Ser Charlie é um conceito ainda um pouco diferente dos dois anteriores, pois Charlie não é pessoa nem país. Charlie é a representação do direito de se expressar livremente, não importa se o expressado se aborreça, insulte, ou ofenda.
Muitos jornalistas responderam “Eu não sou Charlie”, provavelmente porque interpretaram a frase no sentido de Cícero: ao se identificar com o Charlie Hebdo a pessoa se identifica com o que a publicação faz e com os juízos de valor que ela expressa em relação a religiões e instituições.
Claro que não é necessariamente assim. Ser Charlie não implica compartilhar estilo, métodos ou ideias do Charlie Hebdo. Mas exige, sim, não ceder ao que Timothy Garton Ash chama de “veto assassino”, ou seja, à chantagem de quem ameaça: “Se você disser o que eu não quero ouvir, eu mato você.” Seja o assassino potencial quem for.
Por isso é que todas as publicações do mundo que defendem a liberdade de expressão deveriam ter republicado os cartuns do Charlie Hebdo. Porque quem se recusou a fazê-lo mostrou-se vulnerável a intimidações similares, que podem vir tanto de extremistas islâmicos quanto (como tem ocorrido) de líderes de cartéis de drogas (México e Colômbia), mafiosos (Itália), políticos (Brasil).

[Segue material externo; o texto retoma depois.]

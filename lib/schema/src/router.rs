//! Column Router
//!
//! Applies every fitted group of a pipeline to its columns and concatenates
//! the blocks, in group order, into one feature vector.

use gemprice_core::{FeatureVector, ImageEmbedder, RawRecord};
use rayon::prelude::*;
use std::sync::Arc;

use crate::pipeline::{FittedPipeline, GroupStep, ImageStep};
use crate::schema::SchemaError;

/// Routes raw records through a fitted pipeline
#[derive(Clone)]
pub struct ColumnRouter {
    pipeline: FittedPipeline,
    embedder: Option<Arc<dyn ImageEmbedder>>,
}

impl std::fmt::Debug for ColumnRouter {
    fn fmt(&self, f: &mut std::fmt::Formatter<'_>) -> std::fmt::Result {
        f.debug_struct("ColumnRouter")
            .field("pipeline", &self.pipeline.name)
            .field("output_width", &self.pipeline.output_width)
            .field("has_embedder", &self.embedder.is_some())
            .finish()
    }
}

impl ColumnRouter {
    /// Create a router for a pipeline without an image group
    pub fn new(pipeline: FittedPipeline) -> Result<Self, SchemaError> {
        Self::build(pipeline, None)
    }

    /// Create a router whose image group is served by `embedder`
    pub fn with_embedder(pipeline: FittedPipeline, embedder: Arc<dyn ImageEmbedder>) -> Result<Self, SchemaError> {
        Self::build(pipeline, Some(embedder))
    }

    fn build(pipeline: FittedPipeline, embedder: Option<Arc<dyn ImageEmbedder>>) -> Result<Self, SchemaError> {
        pipeline.validate()?;

        if let Some(step) = pipeline.image_step() {
            let embedder = embedder.as_ref().ok_or(SchemaError::MissingEmbedder)?;
            if embedder.dim() != step.dim {
                return Err(SchemaError::EmbedderDim {
                    expected: step.dim,
                    actual: embedder.dim(),
                });
            }
        }

        Ok(Self { pipeline, embedder })
    }

    pub fn pipeline(&self) -> &FittedPipeline {
        &self.pipeline
    }

    pub fn name(&self) -> &str {
        &self.pipeline.name
    }

    pub fn output_width(&self) -> usize {
        self.pipeline.output_width
    }

    pub fn feature_names(&self) -> &[String] {
        &self.pipeline.feature_names
    }

    pub fn is_multimodal(&self) -> bool {
        self.pipeline.has_image_group()
    }

    /// Convert one record to a feature vector
    ///
    /// The vector is constructed by:
    /// 1. Iterating through the fitted groups in persisted order
    /// 2. Imputing and encoding each group's columns
    /// 3. Concatenating the blocks
    /// 4. Checking the result against the fitted width
    pub fn transform(&self, record: &RawRecord) -> Result<FeatureVector, SchemaError> {
        let mut out = FeatureVector::with_capacity(self.output_width());

        for group in &self.pipeline.groups {
            match &group.step {
                GroupStep::Numeric(t) => t.transform_into(record, &mut out)?,
                GroupStep::Ordinal(t) => t.transform_into(record, &mut out)?,
                GroupStep::Nominal(t) => t.transform_into(record, &mut out)?,
                GroupStep::Image(step) => out.extend_from_slice(&self.embed_image(step, record)),
            }
        }

        out.ensure_dim(self.output_width())?;
        Ok(out)
    }

    /// Convert several records, in parallel; output order matches input order
    pub fn transform_batch(&self, records: &[RawRecord]) -> Result<Vec<FeatureVector>, SchemaError> {
        records.par_iter().map(|r| self.transform(r)).collect()
    }

    fn embed_image(&self, step: &ImageStep, record: &RawRecord) -> Vec<f32> {
        let Some(embedder) = &self.embedder else {
            // build() guarantees an embedder for image pipelines
            return vec![0.0; step.dim];
        };

        let embedding = match record.image_path() {
            Some(path) => embedder.embed_path(path),
            None => {
                tracing::warn!(column = %step.column, "record has no image path, using zero embedding");
                vec![0.0; step.dim]
            }
        };

        if embedding.len() != step.dim {
            tracing::warn!(
                expected = step.dim,
                actual = embedding.len(),
                "image embedder returned the wrong width, using zero embedding"
            );
            return vec![0.0; step.dim];
        }
        embedding
    }
}

#[cfg(test)]
mod tests {
    use super::*;
    use crate::pipeline::PipelineBuilder;
    use crate::ranks::UNKNOWN_RANK;
    use crate::schema::PipelineSchema;
    use gemprice_core::{Column, Embedding};
    use std::path::Path;

    struct FixedEmbedder {
        dim: usize,
    }

    impl ImageEmbedder for FixedEmbedder {
        fn dim(&self) -> usize {
            self.dim
        }

        fn embed_path(&self, path: &Path) -> Embedding {
            if path.exists() {
                vec![0.5; self.dim]
            } else {
                vec![0.0; self.dim]
            }
        }
    }

    fn diamond(weight: f64, cut: &str, clarity: &str, shape: &str) -> RawRecord {
        RawRecord::new()
            .with_number(Column::Weight, weight)
            .with_number(Column::X, weight * 6.0)
            .with_number(Column::Y, weight * 6.0)
            .with_number(Column::Z, weight * 4.0)
            .with_text(Column::Cut, cut)
            .with_text(Column::Polish, cut)
            .with_text(Column::Symmetry, cut)
            .with_text(Column::Clarity, clarity)
            .with_text(Column::Colour, "H")
            .with_text(Column::Fluorescence, "N")
            .with_text(Column::Shape, shape)
    }

    fn training_rows() -> Vec<RawRecord> {
        vec![
            diamond(0.9, "EX", "VS1", "Round"),
            diamond(1.2, "VG", "SI2", "Cushion"),
            diamond(0.5, "EX", "IF", "Heart"),
            diamond(1.0, "GD", "VS2", "Round"),
        ]
    }

    fn tabular_router() -> ColumnRouter {
        let pipeline = PipelineBuilder::new(PipelineSchema::tabular())
            .name("tabular")
            .fit(&training_rows())
            .unwrap();
        ColumnRouter::new(pipeline).unwrap()
    }

    #[test]
    fn test_width_and_idempotence() {
        let router = tabular_router();
        let record = diamond(0.7, "VG", "VVS2", "Heart");

        let v1 = router.transform(&record).unwrap();
        let v2 = router.transform(&record).unwrap();

        assert_eq!(v1.dim(), router.output_width());
        let bits1: Vec<u32> = v1.as_slice().iter().map(|x| x.to_bits()).collect();
        let bits2: Vec<u32> = v2.as_slice().iter().map(|x| x.to_bits()).collect();
        assert_eq!(bits1, bits2);
    }

    #[test]
    fn test_unknown_categories_keep_width() {
        let router = tabular_router();
        let record = diamond(0.7, "Ideal", "FL", "Trillion");
        let v = router.transform(&record).unwrap();

        assert_eq!(v.dim(), router.output_width());
        // ord block starts after the four numerics
        assert_eq!(v.block(4, 4).unwrap(), &[UNKNOWN_RANK, UNKNOWN_RANK, UNKNOWN_RANK, UNKNOWN_RANK]);
        // shape block: vocabulary is Cushion, Heart, Round
        let names = router.feature_names();
        let shape_start = names.iter().position(|n| n.starts_with("nom__Shape_")).unwrap();
        assert!(v.block(shape_start, 3).unwrap().iter().all(|x| *x == 0.0));
    }

    #[test]
    fn test_empty_record_is_imputed() {
        let router = tabular_router();
        let v = router.transform(&RawRecord::new()).unwrap();
        assert_eq!(v.dim(), router.output_width());
        assert!(v.as_slice().iter().all(|x| x.is_finite()));
    }

    #[test]
    fn test_image_pipeline_requires_embedder() {
        let pipeline = PipelineBuilder::new(PipelineSchema::multimodal())
            .image_dim(8)
            .fit(&training_rows())
            .unwrap();
        assert!(matches!(
            ColumnRouter::new(pipeline.clone()),
            Err(SchemaError::MissingEmbedder)
        ));
        assert!(matches!(
            ColumnRouter::with_embedder(pipeline, Arc::new(FixedEmbedder { dim: 4 })),
            Err(SchemaError::EmbedderDim { expected: 8, actual: 4 })
        ));
    }

    #[test]
    fn test_image_block_appended_last() {
        let pipeline = PipelineBuilder::new(PipelineSchema::multimodal())
            .image_dim(8)
            .fit(&training_rows())
            .unwrap();
        let tabular_width = pipeline.output_width - 8;
        let router = ColumnRouter::with_embedder(pipeline, Arc::new(FixedEmbedder { dim: 8 })).unwrap();

        let image = tempfile::NamedTempFile::new().unwrap();
        let record = diamond(0.9, "EX", "VS1", "Round").with_image_path(image.path());
        let v = router.transform(&record).unwrap();
        assert_eq!(v.block(tabular_width, 8).unwrap(), &[0.5; 8]);

        let missing = diamond(0.9, "EX", "VS1", "Round");
        let v = router.transform(&missing).unwrap();
        assert!(v.block(tabular_width, 8).unwrap().iter().all(|x| *x == 0.0));
    }

    #[test]
    fn test_batch_matches_single() {
        let router = tabular_router();
        let rows = training_rows();
        let batch = router.transform_batch(&rows).unwrap();
        assert_eq!(batch.len(), rows.len());
        for (row, vector) in rows.iter().zip(&batch) {
            assert_eq!(&router.transform(row).unwrap(), vector);
        }
    }
}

Ser Charlie não quer dizer agir como Charlie Hebdo. Alguns vão ser Charlie e agir como Charlie Brown. Mas garantem que Hebdo e todos ajam como quiserem.
Peanuts foi vítima de humor escatológico
É difícil imaginar estilos de humor mais antagônicos do que os dos Charlies: o debochado Hebdo e o ingênuo Brown. Mas a tira Peanuts, de Charles Schulz, talvez por ter sido a mais famosa do mundo (no auge, nos anos 1970, tinha 355 milhões de leitores diários em 2.600 publicações de 75 países e em 21 línguas), despertou os instintos de humoristas agressivos.
Em 1986, Jim Reardon, que mais tarde também teve seu período de fama como um dos criadores de Os Simpsons, fez o curta-metragem Tragam-Me a Cabeça de Charlie Brown, no qual Snoopy, Linus, Lucy, Schroeder e os outros personagens tentam matar Brown para ganhar uma recompensa, mas é ele quem acaba matando todos e outros mais, inclusive Mickey e Popeye.
O filme termina com uma nota em que Reardon pede, ironicamente, a Schulz que não o processe por difamação: “Isso nos faria passar anos nos tribunais, e você já tem metade do dinheiro do mundo, enquanto eu não tenho nada” (para quem quiser ver: https://www.youtube.com/watch?v=A15v4tTab0Y).
Todos são iguais, mas alguns são mais iguais
A lógica orwelliana se aplica na França. Dias após o establishment francês ter se solidarizado com o Charlie Hebdo e exaltado os princípios de liberdade, o humorista Dieudonné M’bala M’bala foi detido por ter brincado com a tragédia de modo considerado antissemita.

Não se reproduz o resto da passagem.